Abstract
Purpose :
To study changes in the birefringent properties of human cornea across healthy, thin corneas (< 500 µm), asymmetric and clinical KC.
Methods :
In this study, the birefringent properties of 40 eyes from 20 subjects divided across 4 groups (healthy, thin, asymmetric KC and clinical KC corneas) were measured using our custom-built ultrahigh-resolution PS-OCT. Groups-1, 2 and 4 consisted of 10 eyes from 5 subjects each. Group-3 consisted of 5 eyes that showed normal topographical features, while their fellow eye showed classical KC features were put in Group-4 along with eyes having bilateral clinical KC. To achieve a near limbal-to-limbal scan field with uniform signal strength throughout the cornea a conical scan setup was incorporated in the PS-OCT design.
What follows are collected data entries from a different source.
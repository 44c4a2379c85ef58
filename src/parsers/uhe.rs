use super::{check_input, preset_name_from, read_bytes, PresetParser};
use crate::error::Result;
use crate::preset::PresetData;
use std::path::Path;
use tracing::debug;

/// u-he text presets (Diva, Zebra2, Repro, ...). The whole document is
/// carried as text; the grammar is left to the generator side.
#[derive(Debug, Clone, Copy, Default)]
pub struct UheParser;

const EXTENSIONS: &[&str] = &[".h2p", ".uhe-preset", ".txt", ".h2p.txt"];

/// Header line naming the plugin the preset belongs to.
const PLUGIN_TAG: &str = "#AM=";

/// Plugin name from the `#AM=` header, which precedes the metadata block.
fn plugin_name_hint(text: &str) -> Option<String> {
    text.lines()
        .map(str::trim)
        .take_while(|line| line.starts_with('#'))
        .find_map(|line| line.strip_prefix(PLUGIN_TAG))
        .map(|name| name.trim().to_string())
        .filter(|name| !name.is_empty())
}

/// Decode preset text. Older presets carry Latin-1 in their metadata block,
/// so anything that is not valid UTF-8 is read as Latin-1 instead.
fn decode_text(bytes: Vec<u8>) -> String {
    match String::from_utf8(bytes) {
        Ok(text) => text,
        Err(e) => e.into_bytes().into_iter().map(char::from).collect(),
    }
}

impl PresetParser for UheParser {
    fn name(&self) -> &'static str {
        "u-he"
    }

    fn extensions(&self) -> &'static [&'static str] {
        EXTENSIONS
    }

    fn parse_file(&self, path: &Path) -> Result<Vec<PresetData>> {
        let suffix = check_input(path, "u-he preset", EXTENSIONS)?;

        let bytes = read_bytes(path, "u-he preset")?;
        let text = decode_text(bytes);

        let plugin_name = plugin_name_hint(&text).unwrap_or_default();
        let mut preset = PresetData::text(preset_name_from(path, suffix), text).with_source(path);
        preset.plugin_name = plugin_name;
        debug!(
            "Parsed u-he preset {:?} ({} bytes)",
            preset.preset_name,
            preset.payload_bytes().len()
        );
        Ok(vec![preset])
    }
}
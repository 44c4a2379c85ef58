use super::{check_input, preset_name_from, read_bytes, PresetParser};
use crate::error::Result;
use crate::preset::PresetData;
use std::path::Path;
use tracing::debug;

/// VST2 program (`.fxp`) and bank (`.fxb`) files.
///
/// The full file is the chunk. The `CcnK` header is only peeked at for the
/// plugin's 4-character id and, for single programs, the stored program name.
#[derive(Debug, Clone, Copy, Default)]
pub struct FxpParser;

const EXTENSIONS: &[&str] = &[".fxp", ".fxb"];

const CHUNK_MAGIC: &[u8; 4] = b"CcnK";
const FX_MAGIC_OFFSET: usize = 8;
const FX_ID_OFFSET: usize = 16;
const PROGRAM_NAME_OFFSET: usize = 28;
const PROGRAM_NAME_LEN: usize = 28;

#[derive(Debug, Default, PartialEq, Eq)]
struct FxHeader {
    plugin_id: String,
    program_name: Option<String>,
}

fn read_header(bytes: &[u8]) -> Option<FxHeader> {
    if !bytes.starts_with(CHUNK_MAGIC) {
        return None;
    }

    let fx_magic = bytes.get(FX_MAGIC_OFFSET..FX_MAGIC_OFFSET + 4)?;
    let fx_id = bytes.get(FX_ID_OFFSET..FX_ID_OFFSET + 4)?;
    let plugin_id = if fx_id.iter().all(|b| b.is_ascii_graphic() || *b == b' ') {
        String::from_utf8_lossy(fx_id).into_owned()
    } else {
        String::new()
    };

    // Regular ('FxCk') and opaque ('FPCh') programs store a name; banks don't.
    let program_name = match fx_magic {
        b"FxCk" | b"FPCh" => bytes
            .get(PROGRAM_NAME_OFFSET..PROGRAM_NAME_OFFSET + PROGRAM_NAME_LEN)
            .map(|raw| {
                let end = raw.iter().position(|b| *b == 0).unwrap_or(raw.len());
                String::from_utf8_lossy(&raw[..end]).trim().to_string()
            })
            .filter(|name| !name.is_empty()),
        _ => None,
    };

    Some(FxHeader {
        plugin_id,
        program_name,
    })
}

impl PresetParser for FxpParser {
    fn name(&self) -> &'static str {
        "VST2"
    }

    fn extensions(&self) -> &'static [&'static str] {
        EXTENSIONS
    }

    fn parse_file(&self, path: &Path) -> Result<Vec<PresetData>> {
        let suffix = check_input(path, "VST2 preset", EXTENSIONS)?;
        let bytes = read_bytes(path, "VST2 preset")?;
        let header = read_header(&bytes).unwrap_or_default();

        let name = header
            .program_name
            .unwrap_or_else(|| preset_name_from(path, suffix));
        let mut preset = PresetData::chunk(name, bytes).with_source(path);
        preset.plugin_id = header.plugin_id;

        debug!(
            "Read VST2 preset {:?} (plugin id {:?}, {} bytes)",
            preset.preset_name,
            preset.plugin_id,
            preset.payload_bytes().len()
        );
        Ok(vec![preset])
    }
}
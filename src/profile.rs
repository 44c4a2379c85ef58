//! Declarative plugin profiles and their JSON descriptor documents.
//!
//! A descriptor is one JSON object per file. Recognized keys:
//! `pluginName`, `pluginId`, `manufacturer`, `version`, `isChunkBased`,
//! `isVst2`, `isVst3`, `defaultLayerType`, `profileAuthor`, `notes`,
//! `aliases`, `requiredSamples` and `parameterMappings`. Anything else is
//! ignored, and every missing key falls back to an empty/false default so a
//! sparse document never fails extraction.

use crate::error::{ConvertError, Result};
use chrono::{DateTime, Local};
use serde::Serialize;
use serde_json::{Map, Value};
use std::fs;
use std::io::Write;
use std::path::Path;

/// File extension of profile descriptor documents.
pub const PROFILE_EXTENSION: &str = "json";

/// Layer type used when a profile does not name one.
pub const FALLBACK_LAYER_TYPE: &str = "Synth";

#[derive(Debug, Clone, PartialEq, Serialize)]
#[serde(rename_all = "camelCase")]
pub struct PluginProfile {
    pub plugin_name: String,
    /// Vendor 4-character code or equivalent.
    pub plugin_id: String,
    pub manufacturer: String,
    pub version: String,

    pub is_chunk_based: bool,
    pub is_vst2: bool,
    pub is_vst3: bool,
    pub default_layer_type: String,
    pub aliases: Vec<String>,
    pub required_samples: Vec<String>,
    /// Interpreted by a downstream mapper, carried through untouched here.
    pub parameter_mappings: Vec<Value>,

    pub profile_author: String,
    pub notes: String,
    #[serde(skip)]
    pub creation_date: DateTime<Local>,
}

impl Default for PluginProfile {
    fn default() -> Self {
        Self {
            plugin_name: String::new(),
            plugin_id: String::new(),
            manufacturer: String::new(),
            version: String::new(),
            is_chunk_based: false,
            is_vst2: false,
            is_vst3: false,
            default_layer_type: String::new(),
            aliases: Vec::new(),
            required_samples: Vec::new(),
            parameter_mappings: Vec::new(),
            profile_author: String::new(),
            notes: String::new(),
            creation_date: Local::now(),
        }
    }
}

impl PluginProfile {
    pub fn new(plugin_id: impl Into<String>, plugin_name: impl Into<String>) -> Self {
        Self {
            plugin_id: plugin_id.into(),
            plugin_name: plugin_name.into(),
            ..Self::default()
        }
    }

    /// A profile is usable only when it carries both an id and a name.
    pub fn is_valid(&self) -> bool {
        !self.plugin_id.is_empty() && !self.plugin_name.is_empty()
    }

    /// Layer type for generators, falling back to [`FALLBACK_LAYER_TYPE`].
    pub fn layer_type(&self) -> &str {
        if self.default_layer_type.is_empty() {
            FALLBACK_LAYER_TYPE
        } else {
            &self.default_layer_type
        }
    }

    /// Extract a profile from an already-parsed descriptor tree.
    ///
    /// `source` is only used to name the document in error messages.
    pub fn from_document(document: &Value, source: &Path) -> Result<Self> {
        let obj = document
            .as_object()
            .ok_or_else(|| ConvertError::malformed("JSON is not an object", source))?;

        let profile = Self {
            plugin_name: string_prop(obj, "pluginName"),
            plugin_id: string_prop(obj, "pluginId"),
            manufacturer: string_prop(obj, "manufacturer"),
            version: string_prop(obj, "version"),
            is_chunk_based: bool_prop(obj, "isChunkBased"),
            is_vst2: bool_prop(obj, "isVst2"),
            is_vst3: bool_prop(obj, "isVst3"),
            default_layer_type: string_prop(obj, "defaultLayerType"),
            profile_author: string_prop(obj, "profileAuthor"),
            notes: string_prop(obj, "notes"),
            aliases: string_array_prop(obj, "aliases"),
            required_samples: string_array_prop(obj, "requiredSamples"),
            parameter_mappings: value_array_prop(obj, "parameterMappings"),
            creation_date: Local::now(),
        };

        if !profile.is_valid() {
            return Err(ConvertError::malformed(
                "Profile missing pluginName or pluginId",
                source,
            ));
        }

        Ok(profile)
    }

    /// Parse descriptor bytes into a profile.
    pub fn from_json_bytes(bytes: &[u8], source: &Path) -> Result<Self> {
        let document: Value = serde_json::from_slice(bytes)
            .map_err(|e| ConvertError::malformed(format!("Invalid JSON ({e}) in"), source))?;
        Self::from_document(&document, source)
    }

    /// Read and parse a descriptor document from disk.
    pub fn load_from_file(path: &Path) -> Result<Self> {
        if !path.is_file() {
            return Err(ConvertError::not_found("Profile", path));
        }
        let bytes = fs::read(path)
            .map_err(|e| ConvertError::io(format!("Failed to read profile {:?}", path), e))?;
        Self::from_json_bytes(&bytes, path)
    }

    /// Descriptor document for this profile, using the same keys it is loaded from.
    pub fn to_document(&self) -> Result<Value> {
        serde_json::to_value(self)
            .map_err(|e| ConvertError::invalid_state(format!("Failed to encode profile: {e}")))
    }

    /// Write the descriptor document to `path`, replacing it atomically.
    pub fn save_to_file(&self, path: &Path) -> Result<()> {
        let content = serde_json::to_vec_pretty(self)
            .map_err(|e| ConvertError::invalid_state(format!("Failed to encode profile: {e}")))?;
        write_atomically(path, &content)
    }
}

/// Write `bytes` to a temporary file next to `dest`, then rename it over
/// `dest`. On any failure the temporary file is removed and `dest` is left as
/// it was.
pub(crate) fn write_atomically(dest: &Path, bytes: &[u8]) -> Result<()> {
    let dir = match dest.parent() {
        Some(parent) if !parent.as_os_str().is_empty() => parent,
        _ => Path::new("."),
    };
    if !dir.is_dir() {
        return Err(ConvertError::not_found("Output directory", dir));
    }

    let mut tmp = tempfile::NamedTempFile::new_in(dir)
        .map_err(|e| ConvertError::io(format!("Failed to create temp file in {:?}", dir), e))?;
    tmp.write_all(bytes)
        .and_then(|_| tmp.flush())
        .map_err(|e| ConvertError::io(format!("Failed to write {:?}", dest), e))?;
    tmp.persist(dest)
        .map_err(|e| ConvertError::io(format!("Failed to replace {:?}", dest), e.error))?;
    Ok(())
}

fn string_prop(obj: &Map<String, Value>, key: &str) -> String {
    obj.get(key).map(value_to_string).unwrap_or_default()
}

fn bool_prop(obj: &Map<String, Value>, key: &str) -> bool {
    match obj.get(key) {
        Some(Value::Bool(b)) => *b,
        Some(Value::Number(n)) => n.as_f64().map(|f| f != 0.0).unwrap_or(false),
        Some(Value::String(s)) => {
            let s = s.trim();
            s.eq_ignore_ascii_case("true") || s.parse::<i64>().map(|i| i != 0).unwrap_or(false)
        }
        _ => false,
    }
}

fn string_array_prop(obj: &Map<String, Value>, key: &str) -> Vec<String> {
    match obj.get(key) {
        Some(Value::Array(items)) => items.iter().map(value_to_string).collect(),
        _ => Vec::new(),
    }
}

fn value_array_prop(obj: &Map<String, Value>, key: &str) -> Vec<Value> {
    match obj.get(key) {
        Some(Value::Array(items)) => items.clone(),
        _ => Vec::new(),
    }
}

fn value_to_string(value: &Value) -> String {
    match value {
        Value::Null => String::new(),
        Value::String(s) => s.clone(),
        other => other.to_string(),
    }
}
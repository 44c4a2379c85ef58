use anyhow::{bail, Context, Result};
use clap::{Parser, Subcommand};
use presetconv_core::config::{default_settings_path, Settings};
use presetconv_core::operations::{convert_file, resolve_file};
use presetconv_core::{generator_for, ParserSet, ProfileRegistry};
use std::path::PathBuf;
use tracing::{error, info, warn, Level};
use tracing_subscriber::FmtSubscriber;

#[derive(Parser)]
#[command(
    name = "presetconv",
    version,
    about = "Convert instrument plugin presets between formats"
)]
struct Cli {
    /// Settings file (JSON). Defaults to <config dir>/presetconv/settings.json
    #[arg(long, global = true)]
    settings: Option<PathBuf>,

    /// Directory of profile descriptors (*.json)
    #[arg(long, global = true)]
    profiles: Option<PathBuf>,

    /// Skip the built-in profiles
    #[arg(long, global = true)]
    no_builtin: bool,

    #[command(subcommand)]
    command: Command,
}

#[derive(Subcommand)]
enum Command {
    /// Convert preset files into the target format
    Convert {
        inputs: Vec<PathBuf>,
        /// Output directory
        #[arg(short, long)]
        out: Option<PathBuf>,
        /// Target format: unify or raw
        #[arg(short, long)]
        target: Option<String>,
    },
    /// List registered plugin names
    Profiles,
    /// Show how presets parse and which profile they resolve to
    Inspect { inputs: Vec<PathBuf> },
}

fn init_logging() -> Result<()> {
    let log_level = match std::env::var("LOG_LEVEL")
        .unwrap_or_else(|_| "info".to_string())
        .to_lowercase()
        .as_str()
    {
        "trace" => Level::TRACE,
        "debug" => Level::DEBUG,
        "warn" => Level::WARN,
        "error" => Level::ERROR,
        _ => Level::INFO,
    };

    let subscriber = FmtSubscriber::builder()
        .with_max_level(log_level)
        .with_writer(std::io::stderr)
        .finish();
    tracing::subscriber::set_global_default(subscriber)
        .context("Failed to install log subscriber")?;
    Ok(())
}

fn load_settings(cli: &Cli) -> Result<Settings> {
    let mut settings = match cli.settings.clone().or_else(default_settings_path) {
        Some(path) => Settings::load(&path)?,
        None => Settings::default(),
    };
    if let Some(dir) = &cli.profiles {
        settings.profiles_dir = dir.clone();
    }
    if cli.no_builtin {
        settings.load_builtin_profiles = false;
    }
    Ok(settings)
}

fn build_registry(settings: &Settings) -> ProfileRegistry {
    let mut registry = if settings.load_builtin_profiles {
        ProfileRegistry::with_builtin_profiles()
    } else {
        ProfileRegistry::new()
    };

    if settings.profiles_dir.is_dir() {
        let loaded = registry.load_profiles_from_directory(&settings.profiles_dir);
        info!("Loaded {} user profile(s) from {:?}", loaded, settings.profiles_dir);
        if let Some(err) = registry.last_error() {
            warn!("Last profile error: {}", err);
        }
    }
    registry
}

fn main() -> Result<()> {
    let cli = Cli::parse();
    init_logging()?;

    let settings = load_settings(&cli)?;
    let registry = build_registry(&settings);
    let parsers = ParserSet::default();

    match cli.command {
        Command::Convert { inputs, out, target } => {
            if inputs.is_empty() {
                bail!("No input files given");
            }
            let out_dir = out.unwrap_or(settings.output_dir);
            let generator = generator_for(target.as_deref().unwrap_or(&settings.target))?;

            let mut failures = 0;
            for input in &inputs {
                match convert_file(input, &parsers, &registry, generator.as_ref(), &out_dir) {
                    Ok(written) => {
                        for path in written {
                            println!("{} -> {}", input.display(), path.display());
                        }
                    }
                    Err(e) => {
                        error!("Failed to convert {:?}: {}", input, e);
                        failures += 1;
                    }
                }
            }
            if failures > 0 {
                bail!("{} of {} input(s) failed", failures, inputs.len());
            }
        }
        Command::Profiles => {
            for name in registry.get_registered_plugin_names() {
                println!("{}", name);
            }
        }
        Command::Inspect { inputs } => {
            for input in &inputs {
                let resolved = resolve_file(input, &parsers, &registry)
                    .with_context(|| format!("Failed to inspect {:?}", input))?;
                for item in resolved {
                    let preset = &item.preset;
                    println!("{}", input.display());
                    println!("  preset:  {}", preset.preset_name);
                    println!(
                        "  payload: {} ({} bytes)",
                        if preset.is_text_based() { "text" } else { "chunk" },
                        preset.payload_bytes().len()
                    );
                    println!("  plugin:  {} [{}]", preset.plugin_name, preset.plugin_id);
                    println!("  matched: {:?}", item.stage);
                }
            }
        }
    }

    Ok(())
}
Phase retardation (PR) enface maps from the posterior surface of the cornea were generated to obtain a succinct representation of the corneal fibril distribution.
Results :
Figure-1 shows the PR enface maps of representative cases from each group and their corresponding axial curvatures (AC) maps. Columns 1 and 2 represent maps from a healthy cornea and a thin cornea. Columns 3 and 4 are from the same subject, with OD being the KC eye and OS being the contralateral eye having normal topography. While column 5 constitute the clinical KC eye. PR enface maps of healthy corneas showed the preferential arrangement of collagen fibrils with least retardation in apex and anchoring fibrils in the periphery. Thin corneas mimicked healthy eyes in collagen fibrillar arrangement. Asymmetric KC eyes followed common definitions of sub-clinical and forme fruste KC, but PR maps from PS-OCT confirmed a near-healthy collagen fibrillar distribution in these eyes. Clinical KC corneas showed large disruptions in collagen fibrillar arrangement at all annular zones (p<0.05) with complete loss of peripheral anchoring fibrils.
Conclusions :
Distinctive changes in the structural arrangement of collagen fibrillar distribution were observed in KC, thin corneas, and healthy eyes. Spatial variations (zonal analyses) in polarization-sensitive information can assist in effectively minimizing the susceptive, erroneous classifications between healthy and diseased corneas in a clinical setting.
This abstract was presented at the 2022 ARVO Annual Meeting, held in Denver, CO, May 1-4, 2022, and virtually.